▼

//! Transform synchronization from the scene tree to rendered entities.

use bevy::prelude::*;

use crate::render::SceneNodeLink;
use crate::scene::{SceneGraph, SceneTree};

/// Copy world transforms from the scene tree onto linked entities.
///
/// Linked entities are top-level, so their `Transform` is the node's world
/// transform.
pub fn sync_scene_transforms(
    scene: Res<SceneTree>,
    mut query: Query<(&SceneNodeLink, &mut Transform)>,
) {
    if !scene.is_changed() {
        return;
    }

    for (link, mut transform) in query.iter_mut() {
        match scene.world_transform(link.0) {
            Ok(world) => *transform = world.compute_transform(),
            Err(err) => warn!("Rendered entity links a missing node: {err}"),
        }
    }
}
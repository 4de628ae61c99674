//! Background rendering for the orrery.
//!
//! Provides the starfield shell and lighting.

use bevy::prelude::*;
use rand::Rng;

/// Radius of the star shell; well beyond Neptune and inside the far plane.
pub const STAR_SHELL_RADIUS: f32 = 450.0;

const STAR_COUNT: usize = 1500;

/// Plugin providing background visual elements.
pub struct BackgroundPlugin;

impl Plugin for BackgroundPlugin {
    fn build(&self, app: &mut App) {
        app.add_systems(Startup, (spawn_starfield, spawn_lighting));
    }
}

/// Uniformly distributed point on a sphere of `radius`.
fn point_on_shell(rng: &mut impl Rng, radius: f32) -> Vec3 {
    let z: f32 = rng.gen_range(-1.0..1.0);
    let theta: f32 = rng.gen_range(0.0..std::f32::consts::TAU);
    let r = (1.0 - z * z).sqrt();
    Vec3::new(r * theta.cos(), z, r * theta.sin()) * radius
}

/// Scatter small unlit spheres over the star shell.
fn spawn_starfield(
    mut commands: Commands,
    mut meshes: ResMut<Assets<Mesh>>,
    mut materials: ResMut<Assets<StandardMaterial>>,
) {
    let star_mesh = meshes.add(Sphere::new(0.6).mesh().uv(8, 6));
    let mut rng = rand::thread_rng();

    // A handful of shared materials gives stars varied brightness.
    let star_materials: Vec<_> = (1..=4)
        .map(|level| {
            let brightness = level as f32 / 4.0;
            materials.add(StandardMaterial {
                base_color: Color::srgb(brightness, brightness, brightness),
                unlit: true,
                ..default()
            })
        })
        .collect();

    for _ in 0..STAR_COUNT {
        let position = point_on_shell(&mut rng, STAR_SHELL_RADIUS);
        let scale = rng.gen_range(0.3..1.2);
        let material = star_materials[rng.gen_range(0..star_materials.len())].clone();

        commands.spawn((
            Mesh3d(star_mesh.clone()),
            MeshMaterial3d(material),
            Transform::from_translation(position).with_scale(Vec3::splat(scale)),
        ));
    }

    info!("Spawned {STAR_COUNT} background stars");
}

/// Point light at the sun. Ambient fill rides on the camera.
fn spawn_lighting(mut commands: Commands) {
    commands.spawn((
        PointLight {
            intensity: 50_000_000.0,
            range: 300.0,
            shadows_enabled: false,
            ..default()
        },
        Transform::from_translation(Vec3::ZERO),
        Name::new("Sun light"),
    ));

    info!("Scene lighting initialized");
}
//! Orbit path rendering using Bevy Gizmos.
//!
//! Every orbit is a circle about the sun in the XZ plane, so the paths never
//! need refitting as planets move.

use bevy::prelude::*;

use crate::orrery::Orrery;
use crate::render::circle_points;

/// Settings for orbit path rendering.
#[derive(Resource)]
pub struct OrbitPathSettings {
    pub visible: bool,
    /// Segments per circle (higher = smoother).
    pub segments: u32,
    pub color: Color,
}

impl Default for OrbitPathSettings {
    fn default() -> Self {
        Self {
            visible: true,
            segments: 128,
            color: Color::srgba_u8(0x44, 0x44, 0x44, 77),
        }
    }
}

/// Draw one circle per planet at its orbital distance.
pub fn draw_orbit_paths(mut gizmos: Gizmos, settings: Res<OrbitPathSettings>, orrery: Res<Orrery>) {
    if !settings.visible {
        return;
    }

    for instance in orrery.bodies() {
        gizmos.linestrip(
            circle_points(Vec3::ZERO, instance.body.orbit_distance, settings.segments),
            settings.color,
        );
    }
}
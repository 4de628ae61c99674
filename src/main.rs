//! Orrery - Interactive Solar System
//!
//! A desktop and browser application showing the planets orbiting the sun.
//! Fly around freely, grab a planet and let go to watch it find its orbit.

use bevy::prelude::*;
use bevy_egui::EguiPlugin;

use orrery::camera::CameraPlugin;
use orrery::frame::FramePlugin;
use orrery::input::InputPlugin;
use orrery::render::RenderPlugin;
use orrery::ui::UiPlugin;

fn main() {
    App::new()
        .add_plugins(DefaultPlugins.set(WindowPlugin {
            primary_window: Some(Window {
                title: "Orrery".into(),
                canvas: Some("#orrery-canvas".into()),
                fit_canvas_to_parent: true,
                // Keeps right-drag from opening the browser context menu
                prevent_default_event_handling: true,
                ..default()
            }),
            ..default()
        }))
        .insert_resource(ClearColor(Color::BLACK))
        .add_plugins(EguiPlugin::default())
        // FramePlugin inserts the scene resources the others read at startup
        .add_plugins((FramePlugin, CameraPlugin, InputPlugin, RenderPlugin, UiPlugin))
        .run();
}
//! Body instances: each planet's mesh node, its orbit pivot and its motion state.

use bevy::prelude::*;
use std::f32::consts::FRAC_PI_2;

use crate::catalog::{CelestialBody, PLANETS, SUN};
use crate::scene::{NodeId, SceneError, SceneGraph};
use crate::types::{BodyIndex, MotionState};

/// Errors raised when the ORBITING/DETACHED bookkeeping disagrees with the scene.
///
/// Any of these means a programming error, not a user-facing condition.
#[derive(thiserror::Error, Debug, Clone, PartialEq)]
pub enum OrreryError {
    #[error(transparent)]
    Scene(#[from] SceneError),

    #[error("unknown body {0:?}")]
    UnknownBody(BodyIndex),

    #[error("{body} is {state:?} but its mesh hangs off {parent:?}")]
    AttachmentMismatch {
        body: &'static str,
        state: MotionState,
        parent: Option<NodeId>,
    },

    #[error("{body} is {state:?}, expected {expected:?}")]
    UnexpectedState {
        body: &'static str,
        state: MotionState,
        expected: MotionState,
    },
}

/// One planet in the running scene.
#[derive(Clone, Debug)]
pub struct BodyInstance {
    pub body: &'static CelestialBody,
    /// Node carrying the planet's visual.
    pub mesh: NodeId,
    /// Invisible node rotated each frame to carry the mesh around the sun.
    pub pivot: NodeId,
    /// Ring child of the mesh, if the body has one.
    pub ring: Option<NodeId>,
    pub motion: MotionState,
    /// Accumulated pivot angle in [0, 2π).
    pub orbit_angle: f32,
    /// Accumulated self-rotation in [0, 2π).
    pub spin_angle: f32,
}

impl BodyInstance {
    pub fn name(&self) -> &'static str {
        self.body.name
    }

    /// Local position of the mesh under its pivot while orbiting.
    pub fn orbit_slot(&self) -> Vec3 {
        self.body.orbit_slot()
    }

    /// Local transform the mesh takes when (re)attached to its pivot.
    pub fn orbit_transform(&self) -> Transform {
        Transform::from_translation(self.orbit_slot())
            .with_rotation(Quat::from_rotation_y(self.spin_angle))
    }

    fn expected_parent(&self) -> NodeId {
        if self.motion.is_detached() {
            NodeId::ROOT
        } else {
            self.pivot
        }
    }
}

/// The sun and every planet instance, built once at startup.
#[derive(Resource, Clone, Debug)]
pub struct Orrery {
    pub sun: NodeId,
    pub sun_spin: f32,
    bodies: Vec<BodyInstance>,
}

impl Orrery {
    /// Assemble the catalog's sun and planets onto `scene`.
    pub fn build<S: SceneGraph>(scene: &mut S) -> Result<Self, SceneError> {
        Self::from_catalog(scene, &SUN, &PLANETS)
    }

    /// Assemble an arbitrary set of bodies; every planet starts at angle zero
    /// on the +X axis.
    pub fn from_catalog<S: SceneGraph>(
        scene: &mut S,
        sun: &'static CelestialBody,
        planets: &'static [CelestialBody],
    ) -> Result<Self, SceneError> {
        let sun_node = scene.create_node(NodeId::ROOT, Transform::IDENTITY)?;
        scene.set_pick_radius(sun_node, sun.radius)?;

        let mut bodies = Vec::with_capacity(planets.len());
        for body in planets {
            let pivot = scene.create_node(NodeId::ROOT, Transform::IDENTITY)?;
            let mesh = scene.create_node(pivot, Transform::from_translation(body.orbit_slot()))?;
            scene.set_pick_radius(mesh, body.radius)?;

            let ring = match body.ring {
                Some(_) => Some(scene.create_node(
                    mesh,
                    Transform::from_rotation(Quat::from_rotation_x(FRAC_PI_2)),
                )?),
                None => None,
            };

            bodies.push(BodyInstance {
                body,
                mesh,
                pivot,
                ring,
                motion: MotionState::Orbiting,
                orbit_angle: 0.0,
                spin_angle: 0.0,
            });
        }

        Ok(Self {
            sun: sun_node,
            sun_spin: 0.0,
            bodies,
        })
    }

    pub fn bodies(&self) -> &[BodyInstance] {
        &self.bodies
    }

    pub fn bodies_mut(&mut self) -> &mut [BodyInstance] {
        &mut self.bodies
    }

    pub fn body(&self, index: BodyIndex) -> Result<&BodyInstance, OrreryError> {
        self.bodies.get(index.0).ok_or(OrreryError::UnknownBody(index))
    }

    pub fn body_mut(&mut self, index: BodyIndex) -> Result<&mut BodyInstance, OrreryError> {
        self.bodies.get_mut(index.0).ok_or(OrreryError::UnknownBody(index))
    }

    /// Find a planet by name (case-insensitive).
    pub fn find(&self, name: &str) -> Option<BodyIndex> {
        self.bodies
            .iter()
            .position(|b| b.name().eq_ignore_ascii_case(name))
            .map(BodyIndex)
    }

    /// Planet whose mesh is `node`.
    pub fn by_mesh(&self, node: NodeId) -> Option<BodyIndex> {
        self.bodies.iter().position(|b| b.mesh == node).map(BodyIndex)
    }

    /// Nodes a pick ray is tested against: the sun as an occluder, then
    /// every planet mesh.
    pub fn pick_candidates(&self) -> Vec<NodeId> {
        std::iter::once(self.sun)
            .chain(self.bodies.iter().map(|b| b.mesh))
            .collect()
    }

    /// Verify every mesh hangs off exactly the parent its state implies.
    pub fn check_attachments<S: SceneGraph>(&self, scene: &S) -> Result<(), OrreryError> {
        for instance in &self.bodies {
            let parent = scene.parent(instance.mesh)?;
            if parent != Some(instance.expected_parent()) {
                return Err(OrreryError::AttachmentMismatch {
                    body: instance.name(),
                    state: instance.motion,
                    parent,
                });
            }
        }
        Ok(())
    }
}

#[cfg(test)]
mod tests {
    use super::*;
    use crate::scene::SceneTree;

    #[test]
    fn test_build_places_planets_on_x_axis() {
        let mut scene = SceneTree::new();
        let orrery = Orrery::build(&mut scene).unwrap();

        assert_eq!(orrery.bodies().len(), 8);
        for instance in orrery.bodies() {
            let world = scene.world_position(instance.mesh).unwrap();
            assert!(world.abs_diff_eq(Vec3::new(instance.body.orbit_distance, 0.0, 0.0), 1e-5));
            assert_eq!(scene.parent(instance.mesh).unwrap(), Some(instance.pivot));
            assert_eq!(scene.parent(instance.pivot).unwrap(), Some(NodeId::ROOT));
            assert_eq!(instance.motion, MotionState::Orbiting);
        }
        orrery.check_attachments(&scene).unwrap();
    }

    #[test]
    fn test_saturn_ring_is_child_of_mesh() {
        let mut scene = SceneTree::new();
        let orrery = Orrery::build(&mut scene).unwrap();

        let saturn = orrery.body(orrery.find("Saturn").unwrap()).unwrap();
        let ring = saturn.ring.expect("Saturn has a ring");
        assert_eq!(scene.parent(ring).unwrap(), Some(saturn.mesh));

        let earth = orrery.body(orrery.find("Earth").unwrap()).unwrap();
        assert!(earth.ring.is_none());
    }

    #[test]
    fn test_lookup_helpers() {
        let mut scene = SceneTree::new();
        let orrery = Orrery::build(&mut scene).unwrap();

        let earth = orrery.find("EARTH").unwrap();
        let mesh = orrery.body(earth).unwrap().mesh;
        assert_eq!(orrery.by_mesh(mesh), Some(earth));
        assert_eq!(orrery.by_mesh(orrery.sun), None);

        let candidates = orrery.pick_candidates();
        assert_eq!(candidates.len(), 9);
        assert_eq!(candidates[0], orrery.sun);

        assert_eq!(
            orrery.body(BodyIndex(99)).unwrap_err(),
            OrreryError::UnknownBody(BodyIndex(99))
        );
    }

    #[test]
    fn test_check_attachments_flags_mismatch() {
        let mut scene = SceneTree::new();
        let mut orrery = Orrery::build(&mut scene).unwrap();
        let mars = orrery.find("Mars").unwrap();

        // Detached in the scene but still marked as orbiting.
        let mesh = orrery.body(mars).unwrap().mesh;
        scene.detach_preserving_world(mesh).unwrap();
        assert!(matches!(
            orrery.check_attachments(&scene),
            Err(OrreryError::AttachmentMismatch { body: "Mars", .. })
        ));

        orrery.body_mut(mars).unwrap().motion = MotionState::Dragging;
        orrery.check_attachments(&scene).unwrap();
    }
}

▲

In the records above, the lines containing the string "Some" should be counted; give only the total.

8